A Thought Experiment: To Consider the Possibilities for Habitat Regulations after Brexit

Jaquelin Clay Biodiversity Enhancement, Development, Environmental offences, Guidelines/Legislation, Protected Species, Sharing Economy

The 1972 European Communities Act (ECA) allows European law to take direct effect in member countries.  There is some European legislation that has direct effect on member states, but conservation legislation arises from Directives, and has legal effect through the ECA.  Once the UK leaves Europe, and perhaps before, the ECA will be revoked.  In theory then, all legislation given effect under it will no longer stand.

The anti-European sentiment expressed in opposition to conservation law argues that it places an excessive bureaucratic burden on the UK, that it increases costs, particularly of development and infrastructure, and that in meeting it’s requirements it significantly slows down projects.  Others have noted that the derogation requirements (licensing) do not necessarily benefit conservation, particularly at the member state level.  So it would be expected that there would be some pressure to change conservation legislation as part of Brexit.

Status Quo

It is not just conservation legislation that is given effect through the ECA; a whole range of laws adopted since 1972 would, in theory, be rescinded by striking down the ECA.  While regulators could go through the laws and make changes to some and agree others could be rescinded, that would be time consuming indeed.  To maintain the status quo, a simple legislative mechanism could be enacted that would precede Brexit, enabling European-driven legislation to stand.

In this scenario, it would be business as usual until Parliament decided to look at the Habitats Regulations with a view towards amending them.  Then the process of altering various Acts could take place in due course.


It is possible that all conservation law arising from the ECA is revoked if no retaining mechanism is provided.   If the Habitats Regulations are revoked, what would happen to the species and habitats identified under the Habitats Regulations (found in Annex IV of the Directive)?

Prior to 1994, when the Habitats Directive first took effect, there were mechanisms in place under domestic legislation that protected species from disturbance.  The planning system can require mitigation irrespective of the status of the species in question; and any unauthorised disturbance/loss/destruction of species can be prosecuted principally under the Wildlife and Countryside Act, (although there is other domestic legislation that protects native flora and fauna.)

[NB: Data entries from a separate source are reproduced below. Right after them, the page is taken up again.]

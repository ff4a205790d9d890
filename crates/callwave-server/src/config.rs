//! Server configuration
//!
//! Built from Shuttle secrets through a key lookup so it can be exercised
//! without a secret store. Malformed values fall back to defaults.

use std::str::FromStr;
use std::time::Duration;

use callwave::CallStatus;

use crate::application::{DispatchConfig, WatchdogPolicy};

/// Provider REST API settings
#[derive(Debug, Clone)]
pub struct ProviderConfig {
    pub base_url: String,
    /// Required for every provider operation
    pub api_key: Option<String>,
    /// Provider-side agent / assistant that places the calls
    pub agent_id: Option<String>,
    /// Bound on every provider request
    pub timeout: Duration,
    pub user_agent: String,
}

impl Default for ProviderConfig {
    fn default() -> Self {
        Self {
            base_url: String::new(),
            api_key: None,
            agent_id: None,
            timeout: Duration::from_secs(15),
            user_agent: "Callwave/0.1".to_string(),
        }
    }
}

/// Complete server configuration
#[derive(Debug, Clone, Default)]
pub struct CallwaveConfig {
    /// Bearer token for the management API (auth disabled when absent)
    pub api_key: Option<String>,
    /// Shared secret for provider webhook signatures (verification disabled when absent)
    pub webhook_secret: Option<String>,
    pub provider: ProviderConfig,
    pub dispatch: DispatchConfig,
    pub watchdog: WatchdogPolicy,
}

impl CallwaveConfig {
    /// Build configuration from a secret lookup (e.g. `|k| secrets.get(k)`)
    pub fn from_lookup<F>(get: F) -> Self
    where
        F: Fn(&str) -> Option<String>,
    {
        let get = |key: &str| get(key).filter(|v| !v.trim().is_empty());

        let provider_defaults = ProviderConfig::default();
        let provider = ProviderConfig {
            base_url: get("PROVIDER_BASE_URL").unwrap_or_default(),
            api_key: get("PROVIDER_API_KEY"),
            agent_id: get("PROVIDER_AGENT_ID"),
            timeout: Duration::from_secs(parse_or(
                &get,
                "PROVIDER_TIMEOUT_SECS",
                provider_defaults.timeout.as_secs(),
            )),
            user_agent: provider_defaults.user_agent,
        };

        let dispatch_defaults = DispatchConfig::default();
        let dispatch = DispatchConfig {
            inter_call_delay: Duration::from_millis(parse_or(
                &get,
                "DISPATCH_DELAY_MS",
                dispatch_defaults.inter_call_delay.as_millis() as u64,
            )),
            trigger_max_retries: parse_or(
                &get,
                "TRIGGER_MAX_RETRIES",
                dispatch_defaults.trigger_max_retries,
            ),
            retry_base_delay: Duration::from_millis(parse_or(
                &get,
                "TRIGGER_RETRY_BASE_MS",
                dispatch_defaults.retry_base_delay.as_millis() as u64,
            )),
            ..dispatch_defaults
        };

        let watchdog_defaults = WatchdogPolicy::default();
        let watchdog = WatchdogPolicy {
            period: Duration::from_secs(parse_positive_or(
                &get,
                "WATCHDOG_PERIOD_SECS",
                watchdog_defaults.period.as_secs(),
            )),
            deadline: Duration::from_secs(parse_or(
                &get,
                "WATCHDOG_DEADLINE_SECS",
                watchdog_defaults.deadline.as_secs(),
            )),
            eligible_statuses: get("WATCHDOG_STATUSES")
                .and_then(|raw| parse_statuses(&raw))
                .unwrap_or(watchdog_defaults.eligible_statuses),
        };

        Self {
            api_key: get("CALLWAVE_API_KEY"),
            webhook_secret: get("PROVIDER_WEBHOOK_SECRET"),
            provider,
            dispatch,
            watchdog,
        }
    }
}

fn parse_or<T, F>(get: &F, key: &str, default: T) -> T
where
    T: FromStr,
    F: Fn(&str) -> Option<String>,
{
    match get(key) {
        None => default,
        Some(raw) => raw.trim().parse().unwrap_or_else(|_| {
            tracing::warn!("⚠️  Invalid value for {}: {:?}, using default", key, raw);
            default
        }),
    }
}

/// Like [`parse_or`], but zero also falls back to the default
fn parse_positive_or<F>(get: &F, key: &str, default: u64) -> u64
where
    F: Fn(&str) -> Option<String>,
{
    match parse_or(get, key, default) {
        0 => {
            tracing::warn!("⚠️  {} must be positive, using default", key);
            default
        }
        value => value,
    }
}

/// Comma-separated non-terminal statuses, e.g. `ringing,active`
fn parse_statuses(raw: &str) -> Option<Vec<CallStatus>> {
    let mut statuses = Vec::new();
    for part in raw.split(',').map(str::trim).filter(|p| !p.is_empty()) {
        match part.parse::<CallStatus>() {
            Ok(status) if !status.is_terminal() => {
                if !statuses.contains(&status) {
                    statuses.push(status);
                }
            }
            _ => {
                tracing::warn!("⚠️  Ignoring invalid WATCHDOG_STATUSES entry: {}", part);
            }
        }
    }
    (!statuses.is_empty()).then_some(statuses)
}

What is sometimes forgotten is that the Habitats Directive built on the Bern Convention (1982) to which the UK is a signatory and this Convention is still in effect.  It protects most of the same species found in Appendix IV of the Habitats Directive, and provides principles of protecting identified habitats, although it is more general and less prescriptive in comparison to the Habitats Directive, which could be seen as more pre-cautionary.  Bern also has derogation, which is the legal concept underpinning licensed disturbance to species and habitats. Licensing was not required prior to the adoption of the Habitats Directive.

Besides the Bern Convention, protected habitats and species are covered by legislation, principally the Wildlife and Countryside Act (1981).  The CROW Act (2000) post-dates the Habitats Regulations, and there are elements of the National Planning Policy Framework that also address the protection of species and habitats.  As long as we remain signatories to the Bern Convention, some sort of supra-national regime of protection, albeit somewhat looser, will remain.

So if there was a complete revocation of the Habitats Regulations, there would still be similar, though broader, legal protections for most of the species and habitats protected by those laws.

What is Likely to Happen?

There will be a strong lobby arguing for revocation:  the Habitats Directive came into force out of Natura 2000, which was a process of defining a network of species and habitats needing protection at the European, trans-national level.  Brexit would argue that we need not consider species and habitats that way, as it has led to certain problematic anomalies (e.g. great crested newts, which are not rare when looked at only at the level of the British Isles).  As with much of the sentiment behind Brexit, it would be argued that we would be best off going back to the way we did things before Europe started meddling.  There is other legislation, not conservation-related, that falls into this category.

I would therefore predict that either shortly before, or just after Brexit, the government will rescind problematic legislation, such as the Habitats Regulations. My thinking is that they would use Brexit as a house-keeping exercise to get rid of targeted EU- driven regulation. They may introduce further legislation, or amend existing legislation.


If the Habitats Regulations are gone, what will happen to licensing?  While licensed disturbance does not completely depend on the Habitats Regulations, by far the majority of the licensed activities developers have to fund arises from it.  It is already under review, see our earlier newsletters discussing this – March and April 2016.  Again, Brexit could be an opportunity to undertake a major overhaul of this unpopular requirement, and I would predict a government strongly committed to leaving Europe and reducing the legislative burden would take it.